Problem to solve:
Every line holding "SessionId" should be copied from the records below.

^^^^^^^^

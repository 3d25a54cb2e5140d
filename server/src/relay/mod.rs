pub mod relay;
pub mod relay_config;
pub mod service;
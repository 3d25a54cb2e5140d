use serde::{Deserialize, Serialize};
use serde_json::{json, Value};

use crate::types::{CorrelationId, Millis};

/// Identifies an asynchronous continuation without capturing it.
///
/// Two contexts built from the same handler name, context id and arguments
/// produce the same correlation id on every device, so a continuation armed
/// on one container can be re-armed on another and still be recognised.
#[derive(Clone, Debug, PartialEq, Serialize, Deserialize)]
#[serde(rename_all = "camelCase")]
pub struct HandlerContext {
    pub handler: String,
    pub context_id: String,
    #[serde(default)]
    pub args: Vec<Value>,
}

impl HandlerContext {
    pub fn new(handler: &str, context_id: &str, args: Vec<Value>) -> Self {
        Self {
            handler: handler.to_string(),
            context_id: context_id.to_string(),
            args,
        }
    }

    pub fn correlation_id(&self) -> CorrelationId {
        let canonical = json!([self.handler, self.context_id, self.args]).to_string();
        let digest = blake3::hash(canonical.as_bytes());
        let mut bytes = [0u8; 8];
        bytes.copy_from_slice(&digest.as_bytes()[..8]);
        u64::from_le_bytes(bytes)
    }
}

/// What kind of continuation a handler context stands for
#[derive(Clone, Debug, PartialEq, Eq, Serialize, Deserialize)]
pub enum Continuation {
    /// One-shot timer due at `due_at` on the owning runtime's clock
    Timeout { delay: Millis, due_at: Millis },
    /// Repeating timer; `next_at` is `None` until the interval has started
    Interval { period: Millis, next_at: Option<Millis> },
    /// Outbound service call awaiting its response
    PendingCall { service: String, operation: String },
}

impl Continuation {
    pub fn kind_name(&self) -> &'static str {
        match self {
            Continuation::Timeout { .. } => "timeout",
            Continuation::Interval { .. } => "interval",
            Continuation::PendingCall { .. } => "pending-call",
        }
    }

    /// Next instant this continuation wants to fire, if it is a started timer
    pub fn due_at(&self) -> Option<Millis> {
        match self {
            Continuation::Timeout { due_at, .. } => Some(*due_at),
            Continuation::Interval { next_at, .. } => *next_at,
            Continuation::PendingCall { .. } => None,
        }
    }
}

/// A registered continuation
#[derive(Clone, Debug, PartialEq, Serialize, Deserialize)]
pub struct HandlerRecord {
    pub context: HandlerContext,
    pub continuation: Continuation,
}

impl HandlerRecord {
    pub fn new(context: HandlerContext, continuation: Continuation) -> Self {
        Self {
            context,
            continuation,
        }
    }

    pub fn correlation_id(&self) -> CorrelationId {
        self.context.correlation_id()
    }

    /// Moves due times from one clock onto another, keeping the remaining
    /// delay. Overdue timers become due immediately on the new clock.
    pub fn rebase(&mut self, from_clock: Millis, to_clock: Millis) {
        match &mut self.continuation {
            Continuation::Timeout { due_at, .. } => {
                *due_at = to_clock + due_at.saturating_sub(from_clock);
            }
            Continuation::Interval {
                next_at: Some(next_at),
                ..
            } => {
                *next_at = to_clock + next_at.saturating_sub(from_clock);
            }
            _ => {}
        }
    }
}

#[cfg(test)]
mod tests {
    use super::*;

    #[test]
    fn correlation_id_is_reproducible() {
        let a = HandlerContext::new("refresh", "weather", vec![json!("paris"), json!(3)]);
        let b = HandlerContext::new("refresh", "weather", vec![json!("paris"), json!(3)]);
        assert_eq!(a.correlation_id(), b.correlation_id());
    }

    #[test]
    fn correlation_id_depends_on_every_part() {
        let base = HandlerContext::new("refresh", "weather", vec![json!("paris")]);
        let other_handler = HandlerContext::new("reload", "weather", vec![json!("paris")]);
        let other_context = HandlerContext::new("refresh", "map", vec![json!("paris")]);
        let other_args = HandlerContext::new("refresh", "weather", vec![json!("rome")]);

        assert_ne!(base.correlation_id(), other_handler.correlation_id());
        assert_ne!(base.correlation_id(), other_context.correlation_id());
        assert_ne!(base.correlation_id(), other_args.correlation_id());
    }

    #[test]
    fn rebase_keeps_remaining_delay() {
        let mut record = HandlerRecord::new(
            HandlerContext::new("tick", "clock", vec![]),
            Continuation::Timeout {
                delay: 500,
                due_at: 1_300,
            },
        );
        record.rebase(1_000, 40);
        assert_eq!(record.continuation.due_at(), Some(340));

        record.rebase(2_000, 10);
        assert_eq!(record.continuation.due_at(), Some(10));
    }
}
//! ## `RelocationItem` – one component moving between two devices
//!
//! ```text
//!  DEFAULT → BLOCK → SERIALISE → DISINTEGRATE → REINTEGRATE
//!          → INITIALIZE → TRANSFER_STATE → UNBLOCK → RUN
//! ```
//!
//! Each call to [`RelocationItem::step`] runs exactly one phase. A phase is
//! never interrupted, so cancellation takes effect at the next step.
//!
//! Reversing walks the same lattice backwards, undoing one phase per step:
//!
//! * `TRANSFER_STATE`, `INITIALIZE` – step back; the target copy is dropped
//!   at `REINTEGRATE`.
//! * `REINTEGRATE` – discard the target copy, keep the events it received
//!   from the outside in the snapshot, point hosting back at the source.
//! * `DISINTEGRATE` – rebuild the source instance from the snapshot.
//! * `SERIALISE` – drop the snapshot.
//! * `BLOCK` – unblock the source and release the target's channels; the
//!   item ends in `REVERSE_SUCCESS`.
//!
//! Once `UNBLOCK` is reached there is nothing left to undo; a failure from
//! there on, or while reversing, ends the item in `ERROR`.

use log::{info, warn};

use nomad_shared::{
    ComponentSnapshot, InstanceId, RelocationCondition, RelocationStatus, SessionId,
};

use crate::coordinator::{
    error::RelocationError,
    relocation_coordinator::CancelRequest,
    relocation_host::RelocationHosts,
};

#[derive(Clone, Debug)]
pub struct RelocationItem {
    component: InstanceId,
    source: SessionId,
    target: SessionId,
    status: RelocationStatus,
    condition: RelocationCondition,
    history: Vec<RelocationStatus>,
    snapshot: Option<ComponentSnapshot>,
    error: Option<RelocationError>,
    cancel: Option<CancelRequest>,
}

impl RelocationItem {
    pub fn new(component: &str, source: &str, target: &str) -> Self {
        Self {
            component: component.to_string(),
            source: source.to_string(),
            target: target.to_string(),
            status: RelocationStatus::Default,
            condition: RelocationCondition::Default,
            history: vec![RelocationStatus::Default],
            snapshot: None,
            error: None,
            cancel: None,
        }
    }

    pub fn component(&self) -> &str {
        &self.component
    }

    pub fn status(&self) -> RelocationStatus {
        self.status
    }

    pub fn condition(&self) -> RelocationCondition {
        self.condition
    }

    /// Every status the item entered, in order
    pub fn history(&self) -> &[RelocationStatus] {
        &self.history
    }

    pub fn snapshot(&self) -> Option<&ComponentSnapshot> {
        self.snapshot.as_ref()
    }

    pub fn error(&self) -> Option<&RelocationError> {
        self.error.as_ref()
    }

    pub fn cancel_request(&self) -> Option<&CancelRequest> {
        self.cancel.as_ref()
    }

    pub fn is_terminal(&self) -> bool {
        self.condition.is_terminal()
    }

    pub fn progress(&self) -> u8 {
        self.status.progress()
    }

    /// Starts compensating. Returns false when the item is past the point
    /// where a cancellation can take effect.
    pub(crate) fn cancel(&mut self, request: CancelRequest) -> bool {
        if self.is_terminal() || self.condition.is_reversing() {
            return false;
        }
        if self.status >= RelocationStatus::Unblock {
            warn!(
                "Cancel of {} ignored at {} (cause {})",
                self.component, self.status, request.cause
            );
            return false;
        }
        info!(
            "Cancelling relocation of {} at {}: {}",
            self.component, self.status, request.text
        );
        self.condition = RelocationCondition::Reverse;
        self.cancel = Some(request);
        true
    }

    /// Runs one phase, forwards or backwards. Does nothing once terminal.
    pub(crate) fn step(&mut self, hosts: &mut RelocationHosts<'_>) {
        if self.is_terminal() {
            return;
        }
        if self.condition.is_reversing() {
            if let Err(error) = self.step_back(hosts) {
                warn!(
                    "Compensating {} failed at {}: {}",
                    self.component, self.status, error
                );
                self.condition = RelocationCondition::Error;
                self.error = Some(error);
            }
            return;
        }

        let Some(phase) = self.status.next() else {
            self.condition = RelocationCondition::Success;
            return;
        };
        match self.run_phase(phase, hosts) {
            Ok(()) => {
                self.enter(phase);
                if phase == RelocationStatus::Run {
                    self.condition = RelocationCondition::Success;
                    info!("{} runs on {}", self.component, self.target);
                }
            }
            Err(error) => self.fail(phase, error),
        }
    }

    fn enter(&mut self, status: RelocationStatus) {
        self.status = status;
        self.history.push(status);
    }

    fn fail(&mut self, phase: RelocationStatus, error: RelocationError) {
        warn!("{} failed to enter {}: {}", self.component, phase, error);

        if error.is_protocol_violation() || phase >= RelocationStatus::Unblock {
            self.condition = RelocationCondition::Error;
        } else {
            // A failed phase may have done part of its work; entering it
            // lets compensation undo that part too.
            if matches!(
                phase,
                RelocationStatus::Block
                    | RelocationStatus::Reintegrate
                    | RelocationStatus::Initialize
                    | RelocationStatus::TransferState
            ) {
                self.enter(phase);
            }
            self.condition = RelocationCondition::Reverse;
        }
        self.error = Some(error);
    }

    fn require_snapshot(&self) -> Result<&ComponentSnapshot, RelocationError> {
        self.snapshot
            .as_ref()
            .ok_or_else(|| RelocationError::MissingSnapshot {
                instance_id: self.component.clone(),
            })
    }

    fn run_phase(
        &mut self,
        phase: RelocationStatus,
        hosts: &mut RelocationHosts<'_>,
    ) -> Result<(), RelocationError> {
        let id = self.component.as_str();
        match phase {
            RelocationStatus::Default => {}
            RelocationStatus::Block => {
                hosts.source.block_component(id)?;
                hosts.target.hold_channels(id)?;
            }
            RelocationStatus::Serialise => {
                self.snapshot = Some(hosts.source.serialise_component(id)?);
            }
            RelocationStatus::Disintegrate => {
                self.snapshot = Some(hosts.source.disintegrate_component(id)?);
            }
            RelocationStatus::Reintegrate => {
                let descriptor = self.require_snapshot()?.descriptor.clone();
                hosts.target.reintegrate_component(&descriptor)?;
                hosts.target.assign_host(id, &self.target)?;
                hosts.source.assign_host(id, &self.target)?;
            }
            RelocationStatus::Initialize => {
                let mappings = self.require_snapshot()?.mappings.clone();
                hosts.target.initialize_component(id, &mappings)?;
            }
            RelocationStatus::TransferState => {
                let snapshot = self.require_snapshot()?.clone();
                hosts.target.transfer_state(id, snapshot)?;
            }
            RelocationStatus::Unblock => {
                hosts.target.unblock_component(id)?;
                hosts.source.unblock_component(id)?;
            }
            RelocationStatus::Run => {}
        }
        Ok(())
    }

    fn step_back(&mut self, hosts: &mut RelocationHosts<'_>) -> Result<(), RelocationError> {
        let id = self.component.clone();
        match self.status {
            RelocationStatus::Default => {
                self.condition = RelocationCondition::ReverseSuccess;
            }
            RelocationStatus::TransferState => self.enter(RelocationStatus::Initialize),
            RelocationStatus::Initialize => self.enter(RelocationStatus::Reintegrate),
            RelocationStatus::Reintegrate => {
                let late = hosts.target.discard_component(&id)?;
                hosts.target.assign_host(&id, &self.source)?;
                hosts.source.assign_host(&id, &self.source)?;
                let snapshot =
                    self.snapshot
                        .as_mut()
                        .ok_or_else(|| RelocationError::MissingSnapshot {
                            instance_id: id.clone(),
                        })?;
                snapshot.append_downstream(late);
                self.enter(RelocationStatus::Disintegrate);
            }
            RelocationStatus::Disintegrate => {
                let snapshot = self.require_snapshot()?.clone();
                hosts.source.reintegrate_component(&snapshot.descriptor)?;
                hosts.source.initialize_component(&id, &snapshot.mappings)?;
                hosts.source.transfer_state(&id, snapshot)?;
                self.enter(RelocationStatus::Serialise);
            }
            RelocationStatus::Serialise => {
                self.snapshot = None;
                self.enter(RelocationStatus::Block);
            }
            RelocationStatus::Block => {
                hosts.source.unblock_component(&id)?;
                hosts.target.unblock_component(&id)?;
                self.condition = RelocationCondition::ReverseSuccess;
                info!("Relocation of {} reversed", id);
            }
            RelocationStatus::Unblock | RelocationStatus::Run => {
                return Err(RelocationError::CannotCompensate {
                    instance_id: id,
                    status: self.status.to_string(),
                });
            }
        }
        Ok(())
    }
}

^^^^^^^^

Response:
    ComponentSnapshot, InstanceId, RelocationCondition, RelocationStatus, SessionId,
    source: SessionId,
    target: SessionId,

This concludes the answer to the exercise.